A: Kreis 1, Zürich, Zürich, Switzerland
The Manesse Codex, or Große Heidelberger Liederhandschrift, was produced in Zürich, Switzerland at the request of the Manesse family during the first half of the 14th century. It is the single most comprehensive source for the texts of love songs in Middle High German, representing 140 poets, several of whom were famous rulers, and it includes 137 miniature portraits of the poets with their armorial crests.
"The term for these poets, Minnesänger, combines the words for 'romantic love' and 'singer', reflecting the content of the poetry, which adapted the Provençal troubadour tradition to German. . . . The entries are ordered approximately by the social status of the poets, starting with the Holy Roman Emperor Henry VI, Kings Conradin and Wenceslaus II, down through dukes, counts and knights, to the commoners" (Wikipedia article on Manesse Codex, accessed 03-09-2009)

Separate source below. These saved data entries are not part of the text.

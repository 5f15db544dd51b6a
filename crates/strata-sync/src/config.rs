//! # Sync Configuration
//!
//! Configuration management for the sync engine.
//!
//! ## Configuration Sources
//! ```text
//! ┌─────────────────────────────────────────────────────────────────────────┐
//! │                    Configuration Priority                               │
//! │                                                                         │
//! │  1. Environment Variables (highest priority)                           │
//! │     STRATA_SERVER_URL=https://sync.example.com/api                     │
//! │     STRATA_SYNC_MODE=manual                                            │
//! │                                                                         │
//! │  2. TOML Config File                                                   │
//! │     ~/.config/strata/sync.toml (Linux)                                 │
//! │     ~/Library/Application Support/com.strata.strata/sync.toml (macOS)  │
//! │                                                                         │
//! │  3. Default Values (lowest priority)                                   │
//! │     SyncMode::Auto, auto-generated device_id, built-in table list      │
//! └─────────────────────────────────────────────────────────────────────────┘
//! ```
//!
//! ## Configuration File Format
//! ```toml
//! # sync.toml
//! [device]
//! id = "550e8400-e29b-41d4-a716-446655440000"
//! name = "Core shed tablet"
//!
//! [server]
//! base_url = "https://sync.example.com/api"
//! api_token = "..."
//!
//! [sync]
//! mode = "auto"            # auto | manual | offline
//! batch_size = 100
//! pull_interval_secs = 300
//!
//! [scope]
//! program_ids = ["DP-2024-01"]
//!
//! [[tables]]               # appended to / overriding the built-in list
//! name = "Lookup_CoreSize"
//! ```

use serde::{Deserialize, Serialize};
use std::path::PathBuf;
use std::time::Duration;
use tracing::{debug, info, warn};
use uuid::Uuid;

use crate::error::{SyncError, SyncResult};
use strata_core::{SyncContext, TableEntry, TableRegistry};

// =============================================================================
// Sync Mode
// =============================================================================

/// How the agent schedules sync cycles.
///
/// ```text
/// AUTO     timer + manual triggers
/// MANUAL   manual triggers only
/// OFFLINE  sync disabled, local edits still journaled
/// ```
#[derive(Debug, Clone, Copy, PartialEq, Eq, Default, Serialize, Deserialize)]
#[serde(rename_all = "snake_case")]
pub enum SyncMode {
    /// Periodic cycles plus manual triggers.
    #[default]
    Auto,

    /// Only manual triggers start a cycle.
    Manual,

    /// Sync disabled - offline mode only.
    Offline,
}

impl SyncMode {
    /// Returns true if sync is enabled at all.
    pub fn is_sync_enabled(&self) -> bool {
        !matches!(self, SyncMode::Offline)
    }

    /// Returns true if the periodic timer runs.
    pub fn is_periodic(&self) -> bool {
        matches!(self, SyncMode::Auto)
    }
}

impl std::fmt::Display for SyncMode {
    fn fmt(&self, f: &mut std::fmt::Formatter<'_>) -> std::fmt::Result {
        match self {
            SyncMode::Auto => write!(f, "auto"),
            SyncMode::Manual => write!(f, "manual"),
            SyncMode::Offline => write!(f, "offline"),
        }
    }
}

impl std::str::FromStr for SyncMode {
    type Err = SyncError;

    fn from_str(s: &str) -> Result<Self, Self::Err> {
        match s.to_lowercase().as_str() {
            "auto" => Ok(SyncMode::Auto),
            "manual" | "on_demand" => Ok(SyncMode::Manual),
            "offline" | "disabled" => Ok(SyncMode::Offline),
            other => Err(SyncError::InvalidConfig(format!(
                "Unknown sync mode: '{}'. Valid options: auto, manual, offline",
                other
            ))),
        }
    }
}

// =============================================================================
// Device Configuration
// =============================================================================

/// Configuration for this device.
#[derive(Debug, Clone, Serialize, Deserialize)]
pub struct DeviceConfig {
    /// Unique device identifier (UUID v4).
    /// Auto-generated on first run if not provided.
    #[serde(default = "generate_device_id")]
    pub id: String,

    /// Human-readable device name.
    #[serde(default = "default_device_name")]
    pub name: String,
}

fn generate_device_id() -> String {
    Uuid::new_v4().to_string()
}

fn default_device_name() -> String {
    "Field Device".to_string()
}

impl Default for DeviceConfig {
    fn default() -> Self {
        DeviceConfig {
            id: generate_device_id(),
            name: default_device_name(),
        }
    }
}

// =============================================================================
// Server Settings
// =============================================================================

/// Where and how to reach the sync endpoints.
#[derive(Debug, Clone, Serialize, Deserialize)]
pub struct ServerSettings {
    /// Base URL; `/sync/pull` and `/sync/push` are appended.
    #[serde(default = "default_base_url")]
    pub base_url: String,

    /// Bearer token sent with every request.
    #[serde(default, skip_serializing_if = "Option::is_none")]
    pub api_token: Option<String>,

    /// Connection timeout (seconds).
    #[serde(default = "default_connect_timeout")]
    pub connect_timeout_secs: u64,

    /// Whole-request timeout (seconds). Full-table pulls can be large.
    #[serde(default = "default_request_timeout")]
    pub request_timeout_secs: u64,
}

fn default_base_url() -> String {
    "http://localhost:8080/api".to_string()
}
fn default_connect_timeout() -> u64 {
    10
}
fn default_request_timeout() -> u64 {
    120
}

impl Default for ServerSettings {
    fn default() -> Self {
        ServerSettings {
            base_url: default_base_url(),
            api_token: None,
            connect_timeout_secs: default_connect_timeout(),
            request_timeout_secs: default_request_timeout(),
        }
    }
}

// =============================================================================
// Sync Settings
// =============================================================================

/// Sync behavior settings.
#[derive(Debug, Clone, Serialize, Deserialize)]
pub struct SyncSettings {
    /// Scheduling mode for this device.
    #[serde(default)]
    pub mode: SyncMode,

    /// Maximum pending changes sent per push.
    #[serde(default = "default_batch_size")]
    pub batch_size: u32,

    /// Interval between periodic cycles (seconds).
    #[serde(default = "default_pull_interval")]
    pub pull_interval_secs: u64,

    /// Push even with an empty journal, to receive server changes.
    #[serde(default = "default_true")]
    pub push_when_empty: bool,

    /// Follow-up pushes allowed when the server reports `partial`.
    #[serde(default = "default_max_partial_rounds")]
    pub max_partial_rounds: u32,

    /// Maximum attempts per remote call. Set to 0 to retry until
    /// `max_retry_elapsed_secs` runs out.
    #[serde(default = "default_max_retries")]
    pub max_retries: u32,

    /// Initial backoff duration (milliseconds).
    #[serde(default = "default_initial_backoff")]
    pub initial_backoff_ms: u64,

    /// Maximum backoff duration (seconds).
    #[serde(default = "default_max_backoff")]
    pub max_backoff_secs: u64,

    /// Total time spent retrying one remote call (seconds).
    #[serde(default = "default_max_retry_elapsed")]
    pub max_retry_elapsed_secs: u64,
}

fn default_true() -> bool {
    true
}
fn default_batch_size() -> u32 {
    100
}
fn default_pull_interval() -> u64 {
    300
}
fn default_max_partial_rounds() -> u32 {
    10
}
fn default_max_retries() -> u32 {
    5
}
fn default_initial_backoff() -> u64 {
    500
}
fn default_max_backoff() -> u64 {
    60
}
fn default_max_retry_elapsed() -> u64 {
    300
}

impl Default for SyncSettings {
    fn default() -> Self {
        SyncSettings {
            mode: SyncMode::default(),
            batch_size: default_batch_size(),
            pull_interval_secs: default_pull_interval(),
            push_when_empty: default_true(),
            max_partial_rounds: default_max_partial_rounds(),
            max_retries: default_max_retries(),
            initial_backoff_ms: default_initial_backoff(),
            max_backoff_secs: default_max_backoff(),
            max_retry_elapsed_secs: default_max_retry_elapsed(),
        }
    }
}

// =============================================================================
// Scope Settings
// =============================================================================

/// Default scoping context, used until the device stores its own.
#[derive(Debug, Clone, Default, Serialize, Deserialize)]
pub struct ScopeSettings {
    #[serde(default)]
    pub program_ids: Vec<String>,
    #[serde(default)]
    pub collar_ids: Vec<String>,
}

impl ScopeSettings {
    pub fn to_context(&self) -> SyncContext {
        SyncContext {
            selected_program_ids: self.program_ids.clone(),
            selected_collar_ids: self.collar_ids.clone(),
        }
    }
}

// =============================================================================
// Main Sync Configuration
// =============================================================================

/// Complete sync configuration.
#[derive(Debug, Clone, Default, Serialize, Deserialize)]
pub struct SyncConfig {
    /// Device-specific configuration.
    #[serde(default)]
    pub device: DeviceConfig,

    /// Server endpoint settings.
    #[serde(default)]
    pub server: ServerSettings,

    /// Sync behavior settings.
    #[serde(default)]
    pub sync: SyncSettings,

    /// Default scoping context.
    #[serde(default)]
    pub scope: ScopeSettings,

    /// Extra or overriding table entries.
    #[serde(default, skip_serializing_if = "Vec::is_empty")]
    pub tables: Vec<TableEntry>,
}

impl SyncConfig {
    /// Creates a new config with defaults and a generated device ID.
    pub fn new() -> Self {
        Self::default()
    }

    /// Loads configuration from file, environment, and defaults.
    ///
    /// ## Load Order (later overrides earlier)
    /// 1. Default values
    /// 2. Config file (sync.toml)
    /// 3. Environment variables
    pub fn load(config_path: Option<PathBuf>) -> SyncResult<Self> {
        let mut config = Self::default();

        if let Some(path) = config_path.or_else(Self::default_config_path) {
            if path.exists() {
                info!(?path, "Loading sync config from file");
                let contents = std::fs::read_to_string(&path)?;
                config = toml::from_str(&contents)?;
            } else {
                debug!(?path, "Config file not found, using defaults");
            }
        }

        config.apply_overrides(|key| std::env::var(key).ok());

        config.validate()?;

        Ok(config)
    }

    /// Loads config or returns default if load fails.
    pub fn load_or_default(config_path: Option<PathBuf>) -> Self {
        Self::load(config_path).unwrap_or_else(|e| {
            warn!("Failed to load sync config: {}. Using defaults.", e);
            Self::default()
        })
    }

    /// Saves configuration to file.
    pub fn save(&self, config_path: Option<PathBuf>) -> SyncResult<()> {
        let path = config_path
            .or_else(Self::default_config_path)
            .ok_or_else(|| SyncError::ConfigSaveFailed("No config path available".into()))?;

        if let Some(parent) = path.parent() {
            std::fs::create_dir_all(parent)?;
        }

        let contents = toml::to_string_pretty(self)?;
        std::fs::write(&path, contents)?;

        info!(?path, "Sync config saved");
        Ok(())
    }

    /// Validates the configuration.
    pub fn validate(&self) -> SyncResult<()> {
        if self.device.id.trim().is_empty() {
            return Err(SyncError::MissingDeviceId);
        }

        let url = url::Url::parse(&self.server.base_url)?;
        if url.scheme() != "http" && url.scheme() != "https" {
            return Err(SyncError::InvalidUrl(format!(
                "Server URL must start with http:// or https://, got: {}",
                self.server.base_url
            )));
        }

        if self.sync.batch_size == 0 {
            return Err(SyncError::InvalidConfig(
                "batch_size must be greater than 0".into(),
            ));
        }

        if self.sync.pull_interval_secs == 0 {
            return Err(SyncError::InvalidConfig(
                "pull_interval_secs must be greater than 0".into(),
            ));
        }

        // Surface registry problems (duplicates, empty fields) at load time
        self.registry()?;

        Ok(())
    }

    /// Applies `STRATA_*` overrides read through `lookup`.
    fn apply_overrides(&mut self, lookup: impl Fn(&str) -> Option<String>) {
        if let Some(id) = lookup("STRATA_DEVICE_ID") {
            debug!(device_id = %id, "Overriding device ID from environment");
            self.device.id = id;
        }

        if let Some(name) = lookup("STRATA_DEVICE_NAME") {
            self.device.name = name;
        }

        if let Some(url) = lookup("STRATA_SERVER_URL") {
            debug!(url = %url, "Overriding server URL from environment");
            self.server.base_url = url;
        }

        if let Some(token) = lookup("STRATA_API_TOKEN") {
            self.server.api_token = Some(token);
        }

        if let Some(mode) = lookup("STRATA_SYNC_MODE") {
            match mode.parse() {
                Ok(parsed) => {
                    debug!(mode = %mode, "Overriding sync mode from environment");
                    self.sync.mode = parsed;
                }
                Err(_) => warn!(mode = %mode, "Unknown sync mode in environment"),
            }
        }

        if let Some(secs) = lookup("STRATA_PULL_INTERVAL_SECS") {
            match secs.parse::<u64>() {
                Ok(s) => self.sync.pull_interval_secs = s,
                Err(_) => warn!(value = %secs, "Invalid STRATA_PULL_INTERVAL_SECS"),
            }
        }

        if let Some(size) = lookup("STRATA_BATCH_SIZE") {
            match size.parse::<u32>() {
                Ok(s) => self.sync.batch_size = s,
                Err(_) => warn!(value = %size, "Invalid STRATA_BATCH_SIZE"),
            }
        }
    }

    /// Returns the default config file path.
    pub fn default_config_path() -> Option<PathBuf> {
        directories::ProjectDirs::from("com", "strata", "strata")
            .map(|dirs| dirs.config_dir().join("sync.toml"))
    }

    // =========================================================================
    // Convenience Methods
    // =========================================================================

    /// Built-in table registry extended with this config's `[[tables]]`.
    pub fn registry(&self) -> SyncResult<TableRegistry> {
        let mut registry = TableRegistry::builtin()?;
        registry.extend(self.tables.iter().cloned())?;
        Ok(registry)
    }

    pub fn device_id(&self) -> &str {
        &self.device.id
    }

    pub fn mode(&self) -> SyncMode {
        self.sync.mode
    }

    pub fn is_sync_enabled(&self) -> bool {
        self.sync.mode.is_sync_enabled()
    }

    pub fn pull_interval(&self) -> Duration {
        Duration::from_secs(self.sync.pull_interval_secs)
    }

    pub fn default_context(&self) -> SyncContext {
        self.scope.to_context()
    }
}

The codex had an obscure history before it belonged to the Baron von Hohensax, and the Swiss writer Melchior Goldast published excerpts of its didactic texts. After 1657 the codex was in the French royal library (now the Bibliothèque nationale de France), where in 1815 the manuscript was studied by Jacob Grimm. In 1888 it was sold to the German government following following a public subscription headed by William I and Otto von Bismarck and placed in the Bibliotheca Palatina of Heidelberg. Today it is preserved in Heidelberg University Library.
The price the German government paid for the codex in 1888— £18,000— was the highest price ever paid for a book up to that date. The purchase price was paid to bookseller and publisher Karl Trübner who paid the money to the Fifth Earl of Ashburnham in return for 166 manuscripts, of which 99 had been stolen from French libraries by Guglielmo Libri and sixty-six had been stolen from the Bibliothèque nationale de France by Jean-Baptiste Barrois. This deal, which cost the French library £6000 plus the Codex Manesse, had been accomplished largely by the determination and industry of the adminstrative director of the Bibliothèque nationale de France, Léopold Delisle, who by painstaking research over more than twenty years had proven Libri's and Barrois's thefts of the manuscripts, and had lobbied effectively for their return to France.
In February 2014 a digital facsimile of the Codex Manesse was available at this link.
Of particular interest for book history is the portrait of Reinmar dictating poetry on folio 323. The poet dictates to a notary who records the poems on wax tablets. A woman sits opposite the notary writing down the text on a roll draped across her lap—a depiction of writing in the medieval roll manuscript format, of which very few examples have survived. It is also a record of the use of wax tablets at this relatively late date.
Rouse & Rouse, Authentic Witnesses. Approaches to Medieval Texts and Manuscripts (1991) 23, and plate 5.